The response must consist of all the records, retyped exactly.

> DATA FOR ANALYSIS
------------

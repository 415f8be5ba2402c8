//! Integration tests for Stockbook.
//!
//! End-to-end flows through the public API: file-backed persistence,
//! store mutations, stock adjustments, derived metrics, and filtering.
//! The tests live in `tests/`; this crate provides shared support.

#![cfg_attr(not(test), forbid(unsafe_code))]

use rust_decimal::Decimal;

use stockbook_core::Price;
use stockbook_inventory::ProductInput;

/// Initialise test logging once; safe to call from every test.
pub fn init_logging() {
    let _ = tracing_subscriber::fmt()
        .with_env_filter(tracing_subscriber::EnvFilter::from_default_env())
        .with_test_writer()
        .try_init();
}

/// A well-formed product input for tests.
#[must_use]
pub fn product_input(name: &str, category: &str, stock: u32, min_stock: u32, price: u32) -> ProductInput {
    ProductInput {
        name: name.to_string(),
        category: category.to_string(),
        stock,
        unit: "pcs".to_string(),
        min_stock,
        price: Price::new(Decimal::from(price)).unwrap_or(Price::ZERO),
    }
}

------------

> YOUR SOLUTION
repository 415f8be5ba2402c8
//! Integration tests for Stockbook.
//!
//! End-to-end flows through the public API: file-backed persistence,
//! store mutations, stock adjustments, derived metrics, and filtering.
//! The tests live in `tests/`; this crate provides shared support.

#![cfg_attr(not(test), forbid(unsafe_code))]

use rust_decimal::Decimal;

use stockbook_core::Price;
use stockbook_inventory::ProductInput;

/// Initialise test logging once; safe to call from every test.
pub fn init_logging() {
    let _ = tracing_subscriber::fmt()
        .with_env_filter(tracing_subscriber::EnvFilter::from_default_env())
        .with_test_writer()
        .try_init();
}

/// A well-formed product input for tests.
#[must_use]
pub fn product_input(name: &str, category: &str, stock: u32, min_stock: u32, price: u32) -> ProductInput {
    ProductInput {
        name: name.to_string(),
        category: category.to_string(),
        stock,
        unit: "pcs".to_string(),
        min_stock,
        price: Price::new(Decimal::from(price)).unwrap_or(Price::ZERO),
    }
}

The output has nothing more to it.